## Problem to work on
Return, in their exact form, the lines that lie between the start of the data below and the line containing "Recursive value queries", with both ends included.

## Source material
☆ ☆ ☆ ☆ ☆ ☆ ☆

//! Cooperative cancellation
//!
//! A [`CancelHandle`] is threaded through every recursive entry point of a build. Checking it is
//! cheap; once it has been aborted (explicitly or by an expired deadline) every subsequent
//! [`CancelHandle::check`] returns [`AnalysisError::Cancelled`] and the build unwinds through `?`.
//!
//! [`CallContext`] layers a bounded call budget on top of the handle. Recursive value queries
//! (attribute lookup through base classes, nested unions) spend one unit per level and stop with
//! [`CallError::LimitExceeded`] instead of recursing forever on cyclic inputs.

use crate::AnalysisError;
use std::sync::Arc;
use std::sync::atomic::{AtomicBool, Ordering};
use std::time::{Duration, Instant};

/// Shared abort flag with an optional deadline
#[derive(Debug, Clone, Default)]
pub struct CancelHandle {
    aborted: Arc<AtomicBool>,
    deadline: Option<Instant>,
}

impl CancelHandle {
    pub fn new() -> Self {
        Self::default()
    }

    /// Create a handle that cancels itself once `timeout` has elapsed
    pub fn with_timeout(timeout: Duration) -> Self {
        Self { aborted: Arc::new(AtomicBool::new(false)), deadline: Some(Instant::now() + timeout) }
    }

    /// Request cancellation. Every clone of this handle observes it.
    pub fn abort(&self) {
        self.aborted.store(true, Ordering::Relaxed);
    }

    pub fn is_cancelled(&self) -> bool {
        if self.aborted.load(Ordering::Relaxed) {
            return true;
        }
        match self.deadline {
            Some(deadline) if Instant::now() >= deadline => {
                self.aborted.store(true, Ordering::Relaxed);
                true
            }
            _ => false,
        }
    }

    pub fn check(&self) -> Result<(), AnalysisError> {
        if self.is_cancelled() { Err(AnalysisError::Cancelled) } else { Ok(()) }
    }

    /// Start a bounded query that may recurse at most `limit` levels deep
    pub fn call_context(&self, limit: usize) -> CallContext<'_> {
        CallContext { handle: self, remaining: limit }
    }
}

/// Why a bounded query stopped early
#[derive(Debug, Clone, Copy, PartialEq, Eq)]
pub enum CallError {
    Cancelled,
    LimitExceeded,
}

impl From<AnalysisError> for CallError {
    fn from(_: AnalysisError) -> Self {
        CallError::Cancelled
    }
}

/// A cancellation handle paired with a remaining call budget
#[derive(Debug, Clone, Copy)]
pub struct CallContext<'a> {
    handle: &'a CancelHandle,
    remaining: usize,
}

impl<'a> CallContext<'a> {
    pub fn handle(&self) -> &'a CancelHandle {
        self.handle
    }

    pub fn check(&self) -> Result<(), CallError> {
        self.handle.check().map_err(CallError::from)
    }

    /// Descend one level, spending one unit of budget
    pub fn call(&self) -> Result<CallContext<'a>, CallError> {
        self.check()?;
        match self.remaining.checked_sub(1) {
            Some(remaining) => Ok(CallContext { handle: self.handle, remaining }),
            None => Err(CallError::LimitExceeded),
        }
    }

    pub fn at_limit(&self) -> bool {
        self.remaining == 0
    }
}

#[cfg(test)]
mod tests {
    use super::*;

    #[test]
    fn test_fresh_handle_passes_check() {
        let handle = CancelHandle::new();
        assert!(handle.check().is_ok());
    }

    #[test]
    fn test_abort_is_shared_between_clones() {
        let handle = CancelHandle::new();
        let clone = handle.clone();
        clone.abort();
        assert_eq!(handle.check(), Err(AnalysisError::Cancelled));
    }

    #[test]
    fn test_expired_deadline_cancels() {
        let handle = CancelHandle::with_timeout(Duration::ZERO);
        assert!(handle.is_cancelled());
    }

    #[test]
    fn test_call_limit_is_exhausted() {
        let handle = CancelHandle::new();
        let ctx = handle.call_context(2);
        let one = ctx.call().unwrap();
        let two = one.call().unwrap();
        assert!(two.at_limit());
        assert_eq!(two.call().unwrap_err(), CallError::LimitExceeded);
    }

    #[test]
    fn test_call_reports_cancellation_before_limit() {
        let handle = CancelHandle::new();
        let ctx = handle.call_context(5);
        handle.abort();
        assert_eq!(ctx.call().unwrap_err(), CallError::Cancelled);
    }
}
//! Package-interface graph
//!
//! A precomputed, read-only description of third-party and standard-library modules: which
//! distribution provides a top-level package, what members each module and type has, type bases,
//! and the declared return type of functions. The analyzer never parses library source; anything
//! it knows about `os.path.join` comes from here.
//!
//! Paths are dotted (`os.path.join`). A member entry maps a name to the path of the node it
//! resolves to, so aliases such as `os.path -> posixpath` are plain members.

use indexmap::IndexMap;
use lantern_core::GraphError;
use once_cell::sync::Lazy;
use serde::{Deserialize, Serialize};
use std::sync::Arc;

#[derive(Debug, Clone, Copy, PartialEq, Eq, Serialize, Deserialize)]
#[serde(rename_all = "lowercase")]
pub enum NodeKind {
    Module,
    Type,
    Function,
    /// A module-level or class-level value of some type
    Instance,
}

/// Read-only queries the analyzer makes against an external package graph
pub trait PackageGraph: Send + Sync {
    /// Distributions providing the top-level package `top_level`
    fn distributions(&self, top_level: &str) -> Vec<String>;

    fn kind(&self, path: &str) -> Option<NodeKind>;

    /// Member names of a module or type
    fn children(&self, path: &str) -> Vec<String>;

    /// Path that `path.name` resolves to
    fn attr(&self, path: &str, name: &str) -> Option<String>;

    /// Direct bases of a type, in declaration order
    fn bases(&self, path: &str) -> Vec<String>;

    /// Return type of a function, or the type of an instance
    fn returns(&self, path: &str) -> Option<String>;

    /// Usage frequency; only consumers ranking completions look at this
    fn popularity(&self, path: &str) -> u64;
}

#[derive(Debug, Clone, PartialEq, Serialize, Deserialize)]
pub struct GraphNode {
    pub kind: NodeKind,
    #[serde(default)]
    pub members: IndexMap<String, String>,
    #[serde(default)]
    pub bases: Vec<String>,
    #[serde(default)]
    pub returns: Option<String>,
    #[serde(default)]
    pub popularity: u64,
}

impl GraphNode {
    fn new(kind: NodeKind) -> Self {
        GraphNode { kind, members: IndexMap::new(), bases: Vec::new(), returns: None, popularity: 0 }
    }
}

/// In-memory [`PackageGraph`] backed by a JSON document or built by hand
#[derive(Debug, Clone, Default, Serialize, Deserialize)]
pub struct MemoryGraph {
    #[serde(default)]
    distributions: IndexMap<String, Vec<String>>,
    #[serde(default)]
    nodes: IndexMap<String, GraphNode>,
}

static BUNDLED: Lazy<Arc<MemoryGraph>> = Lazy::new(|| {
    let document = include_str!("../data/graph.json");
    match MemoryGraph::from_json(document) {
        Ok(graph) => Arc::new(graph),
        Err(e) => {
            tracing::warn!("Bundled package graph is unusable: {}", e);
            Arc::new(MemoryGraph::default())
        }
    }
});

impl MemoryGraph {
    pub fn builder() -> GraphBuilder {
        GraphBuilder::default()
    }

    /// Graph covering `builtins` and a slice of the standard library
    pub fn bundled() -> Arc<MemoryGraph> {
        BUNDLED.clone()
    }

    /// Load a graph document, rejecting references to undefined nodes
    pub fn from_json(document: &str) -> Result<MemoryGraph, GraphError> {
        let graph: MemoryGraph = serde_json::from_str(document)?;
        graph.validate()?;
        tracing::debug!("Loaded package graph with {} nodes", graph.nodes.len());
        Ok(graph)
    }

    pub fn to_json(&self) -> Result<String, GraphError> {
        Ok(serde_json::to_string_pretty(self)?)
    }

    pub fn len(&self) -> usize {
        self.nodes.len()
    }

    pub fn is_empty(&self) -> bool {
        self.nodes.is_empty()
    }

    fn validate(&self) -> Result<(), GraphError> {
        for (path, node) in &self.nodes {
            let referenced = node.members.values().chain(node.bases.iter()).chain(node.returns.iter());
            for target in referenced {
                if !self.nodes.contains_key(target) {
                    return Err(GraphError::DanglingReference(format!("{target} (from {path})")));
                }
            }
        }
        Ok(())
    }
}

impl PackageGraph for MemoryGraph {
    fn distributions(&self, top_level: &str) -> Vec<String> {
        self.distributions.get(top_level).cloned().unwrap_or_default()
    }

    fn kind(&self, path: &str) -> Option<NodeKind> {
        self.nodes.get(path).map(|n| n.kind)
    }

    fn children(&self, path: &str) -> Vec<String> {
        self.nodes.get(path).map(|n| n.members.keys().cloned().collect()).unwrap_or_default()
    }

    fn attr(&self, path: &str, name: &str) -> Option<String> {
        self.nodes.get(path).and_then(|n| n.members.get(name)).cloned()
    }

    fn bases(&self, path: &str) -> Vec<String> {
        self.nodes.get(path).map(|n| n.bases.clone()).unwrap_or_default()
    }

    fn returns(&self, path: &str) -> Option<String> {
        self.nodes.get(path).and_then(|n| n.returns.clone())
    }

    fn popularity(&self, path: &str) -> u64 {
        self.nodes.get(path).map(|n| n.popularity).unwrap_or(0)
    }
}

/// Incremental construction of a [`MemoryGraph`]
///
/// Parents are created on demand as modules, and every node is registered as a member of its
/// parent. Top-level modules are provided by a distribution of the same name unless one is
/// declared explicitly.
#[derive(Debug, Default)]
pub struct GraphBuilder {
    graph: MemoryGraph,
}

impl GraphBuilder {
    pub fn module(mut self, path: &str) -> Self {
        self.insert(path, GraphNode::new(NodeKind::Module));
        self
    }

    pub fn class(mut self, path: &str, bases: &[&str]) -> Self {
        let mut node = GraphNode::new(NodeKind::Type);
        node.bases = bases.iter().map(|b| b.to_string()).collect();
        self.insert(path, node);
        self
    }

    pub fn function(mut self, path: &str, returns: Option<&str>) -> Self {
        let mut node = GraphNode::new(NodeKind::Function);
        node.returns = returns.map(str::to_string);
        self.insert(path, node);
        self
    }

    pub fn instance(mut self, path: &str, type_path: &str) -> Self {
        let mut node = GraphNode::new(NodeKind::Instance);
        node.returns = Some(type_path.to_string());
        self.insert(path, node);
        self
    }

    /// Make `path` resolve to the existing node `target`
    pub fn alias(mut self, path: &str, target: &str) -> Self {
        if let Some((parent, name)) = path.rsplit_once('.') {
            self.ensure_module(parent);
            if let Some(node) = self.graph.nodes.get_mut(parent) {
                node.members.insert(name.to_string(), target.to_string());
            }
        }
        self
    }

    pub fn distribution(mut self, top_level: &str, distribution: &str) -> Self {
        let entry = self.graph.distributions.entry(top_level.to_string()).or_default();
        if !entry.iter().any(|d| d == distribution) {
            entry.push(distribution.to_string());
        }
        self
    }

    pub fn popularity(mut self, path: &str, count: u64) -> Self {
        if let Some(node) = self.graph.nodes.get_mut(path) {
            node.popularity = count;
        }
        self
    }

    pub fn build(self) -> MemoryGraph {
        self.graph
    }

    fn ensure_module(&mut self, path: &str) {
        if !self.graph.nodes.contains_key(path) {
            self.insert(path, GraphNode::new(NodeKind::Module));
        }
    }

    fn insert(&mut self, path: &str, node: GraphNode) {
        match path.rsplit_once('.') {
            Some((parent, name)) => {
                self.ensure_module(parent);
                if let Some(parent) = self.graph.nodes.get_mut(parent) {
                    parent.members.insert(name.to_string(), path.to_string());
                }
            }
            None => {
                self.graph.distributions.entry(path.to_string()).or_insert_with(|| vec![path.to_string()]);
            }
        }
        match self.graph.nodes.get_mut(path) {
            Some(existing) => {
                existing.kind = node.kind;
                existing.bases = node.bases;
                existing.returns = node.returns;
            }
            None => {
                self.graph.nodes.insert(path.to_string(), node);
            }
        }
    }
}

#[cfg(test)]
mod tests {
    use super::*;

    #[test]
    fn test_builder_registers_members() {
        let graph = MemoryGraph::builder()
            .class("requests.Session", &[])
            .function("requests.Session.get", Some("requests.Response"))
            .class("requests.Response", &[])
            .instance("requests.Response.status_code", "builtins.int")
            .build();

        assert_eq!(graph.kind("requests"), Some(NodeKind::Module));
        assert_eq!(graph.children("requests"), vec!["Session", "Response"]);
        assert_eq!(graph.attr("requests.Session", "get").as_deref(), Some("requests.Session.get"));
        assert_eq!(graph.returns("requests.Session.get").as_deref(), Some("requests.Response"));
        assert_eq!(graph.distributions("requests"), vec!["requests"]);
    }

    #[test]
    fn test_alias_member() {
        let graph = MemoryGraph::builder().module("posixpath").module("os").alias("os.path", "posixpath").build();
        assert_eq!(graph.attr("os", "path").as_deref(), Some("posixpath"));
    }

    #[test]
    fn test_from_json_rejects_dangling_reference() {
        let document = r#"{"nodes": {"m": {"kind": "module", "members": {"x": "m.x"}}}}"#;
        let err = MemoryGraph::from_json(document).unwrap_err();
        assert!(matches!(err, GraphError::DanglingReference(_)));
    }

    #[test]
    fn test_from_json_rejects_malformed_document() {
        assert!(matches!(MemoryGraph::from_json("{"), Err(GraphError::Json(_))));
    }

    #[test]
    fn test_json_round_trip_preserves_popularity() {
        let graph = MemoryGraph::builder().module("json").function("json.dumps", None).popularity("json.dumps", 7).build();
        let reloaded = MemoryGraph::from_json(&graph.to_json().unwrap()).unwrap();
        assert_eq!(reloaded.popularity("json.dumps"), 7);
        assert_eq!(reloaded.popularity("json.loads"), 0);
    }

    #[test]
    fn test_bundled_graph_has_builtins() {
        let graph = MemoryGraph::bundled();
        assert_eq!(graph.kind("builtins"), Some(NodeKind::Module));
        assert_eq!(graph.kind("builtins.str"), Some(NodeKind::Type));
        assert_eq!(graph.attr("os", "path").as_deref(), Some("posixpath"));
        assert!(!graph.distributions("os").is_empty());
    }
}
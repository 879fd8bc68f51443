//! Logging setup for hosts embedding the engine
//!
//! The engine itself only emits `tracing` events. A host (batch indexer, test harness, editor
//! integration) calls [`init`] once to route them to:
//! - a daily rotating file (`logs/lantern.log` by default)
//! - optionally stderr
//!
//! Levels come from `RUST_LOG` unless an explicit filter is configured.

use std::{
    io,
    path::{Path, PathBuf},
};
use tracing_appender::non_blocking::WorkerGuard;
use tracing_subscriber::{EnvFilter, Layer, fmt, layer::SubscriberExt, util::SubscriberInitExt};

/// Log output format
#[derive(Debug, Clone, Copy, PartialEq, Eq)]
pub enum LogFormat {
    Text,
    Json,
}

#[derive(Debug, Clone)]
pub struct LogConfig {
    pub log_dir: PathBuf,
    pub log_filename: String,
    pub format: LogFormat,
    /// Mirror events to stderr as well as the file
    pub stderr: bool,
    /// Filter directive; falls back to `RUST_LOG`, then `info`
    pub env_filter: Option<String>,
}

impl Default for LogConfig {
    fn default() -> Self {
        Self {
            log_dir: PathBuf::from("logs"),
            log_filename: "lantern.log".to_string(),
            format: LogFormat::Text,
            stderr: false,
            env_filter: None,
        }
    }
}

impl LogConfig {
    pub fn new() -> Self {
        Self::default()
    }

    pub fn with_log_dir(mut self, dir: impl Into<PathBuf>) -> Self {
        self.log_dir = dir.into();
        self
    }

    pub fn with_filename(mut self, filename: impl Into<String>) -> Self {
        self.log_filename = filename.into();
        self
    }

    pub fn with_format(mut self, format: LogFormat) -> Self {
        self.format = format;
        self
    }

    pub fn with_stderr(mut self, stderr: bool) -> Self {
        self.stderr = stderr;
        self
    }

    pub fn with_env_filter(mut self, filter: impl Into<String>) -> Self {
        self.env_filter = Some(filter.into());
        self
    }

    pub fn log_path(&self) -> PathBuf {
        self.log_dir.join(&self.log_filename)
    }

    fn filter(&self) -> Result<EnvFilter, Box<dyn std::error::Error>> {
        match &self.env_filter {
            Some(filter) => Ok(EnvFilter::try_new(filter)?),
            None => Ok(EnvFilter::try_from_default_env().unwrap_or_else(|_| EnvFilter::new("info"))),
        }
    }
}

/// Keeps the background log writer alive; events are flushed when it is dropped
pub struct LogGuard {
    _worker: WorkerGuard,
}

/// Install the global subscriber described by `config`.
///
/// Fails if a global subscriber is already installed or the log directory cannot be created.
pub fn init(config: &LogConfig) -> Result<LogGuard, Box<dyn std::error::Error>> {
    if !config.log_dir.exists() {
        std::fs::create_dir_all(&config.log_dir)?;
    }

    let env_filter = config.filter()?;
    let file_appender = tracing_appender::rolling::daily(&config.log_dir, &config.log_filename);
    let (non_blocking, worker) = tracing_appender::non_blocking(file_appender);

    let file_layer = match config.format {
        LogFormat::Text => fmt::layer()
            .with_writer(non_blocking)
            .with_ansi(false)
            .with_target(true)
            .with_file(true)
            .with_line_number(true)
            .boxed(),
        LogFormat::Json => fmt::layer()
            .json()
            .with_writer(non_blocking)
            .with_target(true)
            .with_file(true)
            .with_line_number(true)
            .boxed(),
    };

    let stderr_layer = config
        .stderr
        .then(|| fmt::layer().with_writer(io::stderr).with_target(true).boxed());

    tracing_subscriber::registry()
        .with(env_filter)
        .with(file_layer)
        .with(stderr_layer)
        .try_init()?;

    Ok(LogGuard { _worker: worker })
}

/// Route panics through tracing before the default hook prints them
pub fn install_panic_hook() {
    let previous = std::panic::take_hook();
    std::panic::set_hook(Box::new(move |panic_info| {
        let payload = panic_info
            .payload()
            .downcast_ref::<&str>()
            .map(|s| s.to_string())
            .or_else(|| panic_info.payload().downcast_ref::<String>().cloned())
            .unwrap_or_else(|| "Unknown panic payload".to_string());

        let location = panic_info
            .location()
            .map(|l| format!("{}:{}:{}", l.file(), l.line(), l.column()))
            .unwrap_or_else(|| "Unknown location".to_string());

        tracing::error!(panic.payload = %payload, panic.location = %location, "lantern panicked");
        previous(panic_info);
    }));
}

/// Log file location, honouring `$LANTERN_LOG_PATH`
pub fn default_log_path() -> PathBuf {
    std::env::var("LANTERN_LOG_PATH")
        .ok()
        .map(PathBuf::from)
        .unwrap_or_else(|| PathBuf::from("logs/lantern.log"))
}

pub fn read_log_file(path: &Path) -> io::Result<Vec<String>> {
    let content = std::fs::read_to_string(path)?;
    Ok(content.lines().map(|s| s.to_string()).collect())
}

☆ ☆ ☆ ☆ ☆ ☆ ☆

## Exercise answer
//! Cooperative cancellation
//!
//! A [`CancelHandle`] is threaded through every recursive entry point of a build. Checking it is
//! cheap; once it has been aborted (explicitly or by an expired deadline) every subsequent
//! [`CancelHandle::check`] returns [`AnalysisError::Cancelled`] and the build unwinds through `?`.
//!
//! [`CallContext`] layers a bounded call budget on top of the handle. Recursive value queries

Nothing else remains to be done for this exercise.